And he wrote also, putting his own thought in a broader context, "Man perhaps and probably was the only real background that gave distinction to works appearing in the foreground as separated things."' For him and for all the great men who paved our way to a healthier thinking, it was always self-evident that design is not for design's sake, that design is for man.

Man was the root of their thought, and human function gave direction and measure to whatever they were doing. They attacked with admirable concentration new structural possibilities, but this technical mastery was only a means to an end and never the end itself. It was not the house function that they built for, but a function of man by means of a building.

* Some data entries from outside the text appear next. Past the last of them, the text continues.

// Copyright 2022 Google LLC
//
// Licensed under the Apache License, Version 2.0 (the "License");
// you may not use this file except in compliance with the License.
// You may obtain a copy of the License at
//
//     https://www.apache.org/licenses/LICENSE-2.0
//
// Unless required by applicable law or agreed to in writing, software
// distributed under the License is distributed on an "AS IS" BASIS,
// WITHOUT WARRANTIES OR CONDITIONS OF ANY KIND, either express or implied.
// See the License for the specific language governing permissions and
// limitations under the License.

#![cfg_attr(not(test), no_std)]

//! Data structures and capability traits shared by the BRG host
//! (initiator) code, the tile-core code, and the fake fabric.

use core::fmt;
use num_enum::{FromPrimitive, IntoPrimitive, TryFromPrimitive};

mod error;
mod workload;

pub use error::*;
pub use workload::*;

/// Index of a core within a tile; only the low 4 bits reach the hardware.
pub type CoreSlot = u8;

/// Position of an execution context in the shared results table.
pub type LogicalThreadId = usize;

/// Cycle counter value.
pub type Ticks = u64;

/// A tile in the 2-D fabric grid. Each coordinate is 4 bits wide in the
/// control-register address; wider values are masked, not rejected.
#[derive(Clone, Copy, Debug, Default, Eq, PartialEq, Ord, PartialOrd, Hash)]
pub struct TileCoordinate {
    pub x: u8,
    pub y: u8,
}
impl TileCoordinate {
    pub const fn new(x: u8, y: u8) -> Self { Self { x, y } }
}
impl fmt::Display for TileCoordinate {
    fn fmt(&self, f: &mut fmt::Formatter) -> fmt::Result { write!(f, "({}, {})", self.x, self.y) }
}
impl From<(u8, u8)> for TileCoordinate {
    fn from((x, y): (u8, u8)) -> Self { Self::new(x, y) }
}

/// Control registers in each core's bank. Discriminants are the byte
/// offsets placed in the low 16 bits of the register address.
#[repr(u16)]
#[derive(Clone, Copy, Debug, Eq, PartialEq, IntoPrimitive, TryFromPrimitive)]
pub enum RegisterId {
    GoBit = 0x00,
    ResetPc = 0x04,
    ProcToHost = 0x08,
    HostToProc = 0x0c,
    AddrSextEn = 0x10,
    GoIfc = 0x14,
    DoneIfc = 0x18,
}
impl RegisterId {
    pub const ALL: [RegisterId; 7] = [
        RegisterId::GoBit,
        RegisterId::ResetPc,
        RegisterId::ProcToHost,
        RegisterId::HostToProc,
        RegisterId::AddrSextEn,
        RegisterId::GoIfc,
        RegisterId::DoneIfc,
    ];

    pub const fn offset(self) -> u16 { self as u16 }
}

/// Completion state latched in a tile's DONE_IFC register. Any value other
/// than RUNNING or SUCCESS reads as a failure.
#[repr(u32)]
#[derive(Clone, Copy, Debug, Eq, PartialEq, FromPrimitive, IntoPrimitive)]
pub enum TileStatus {
    Running = 0,
    Success = 1,
    #[num_enum(default)]
    Failure = 2,
}
impl TileStatus {
    pub fn is_terminal(self) -> bool { self != TileStatus::Running }
}

/// Per-tile progress through the wake/poll protocol, as tracked by the
/// initiator.
#[derive(Clone, Copy, Debug, Eq, PartialEq)]
pub enum TilePhase {
    Idle,
    Armed,
    Awakened,
    Running,
    Success,
    Failure,
}
impl TilePhase {
    /// Returns true if moving from |self| to |next| is a legal step.
    pub fn can_advance_to(self, next: TilePhase) -> bool {
        use TilePhase::*;
        matches!(
            (self, next),
            (Idle, Armed)
                | (Armed, Awakened)
                | (Awakened, Running)
                | (Awakened, Success)
                | (Awakened, Failure)
                | (Running, Success)
                | (Running, Failure)
        )
    }

    pub fn is_terminal(self) -> bool { matches!(self, TilePhase::Success | TilePhase::Failure) }
}
impl From<TileStatus> for TilePhase {
    fn from(status: TileStatus) -> Self {
        match status {
            TileStatus::Running => TilePhase::Running,
            TileStatus::Success => TilePhase::Success,
            TileStatus::Failure => TilePhase::Failure,
        }
    }
}

/// Capability to access fabric registers. This is the only seam through
/// which software touches the hardware; implementations own any raw
/// pointer access.
pub trait RegisterAccess {
    fn read_register(&self, addr: u64) -> u32;
    fn write_register(&self, addr: u64, value: u32);
    // The wakeup mailbox is 64 bits wide.
    fn write_register64(&self, addr: u64, value: u64);
}

/// Busy-wait capability used between completion polls.
pub trait Delay {
    fn delay(&self, iterations: u32);
}

/// Free-running cycle counter.
pub trait Clock {
    fn now(&self) -> Ticks;
}

/// Exponential back-off parameters for completion polling.
#[derive(Clone, Copy, Debug, Eq, PartialEq)]
pub struct BackoffConfig {
    pub initial: u32,
    pub max: u32,
}
impl BackoffConfig {
    pub const DEFAULT: BackoffConfig = BackoffConfig {
        initial: 2,
        max: 256,
    };
}
impl Default for BackoffConfig {
    fn default() -> Self { Self::DEFAULT }
}

/// Which side of the fabric this image runs on.
#[derive(Clone, Copy, Debug, Default, Eq, PartialEq)]
pub enum ArchVariant {
    /// Host (Ariane) core; thread 0 drives the tiles.
    #[default]
    Rv64,
    /// BRG tile core.
    Rv32,
}

/// What the initiator does once a tile reports something other than SUCCESS.
#[derive(Clone, Copy, Debug, Default, Eq, PartialEq)]
pub enum CompletionPolicy {
    /// Stop awaiting at the first failing tile.
    #[default]
    FailFast,
    /// Await every woken tile, then report the first failure.
    Drain,
}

Not the chair, not the book, which was functioning, but again man, who through his design of the chair and the book could function better, that is, live fuller and freer. And furthermore, it was not merely one aspect of man, not just the feet, the hands, the lungs, or the eyes, but man as a whole. Everything that they conceived was considered in its implications to all the levels of existence of a human being. Although they fully recognized that straightforward thinking in physical and utilitarian terms is a necessary step in putting a design on a healthy basis, they did not forget that the elementary utilitarian functions and the honest use of materials and techniques arc conditions only, not ultimate purposes.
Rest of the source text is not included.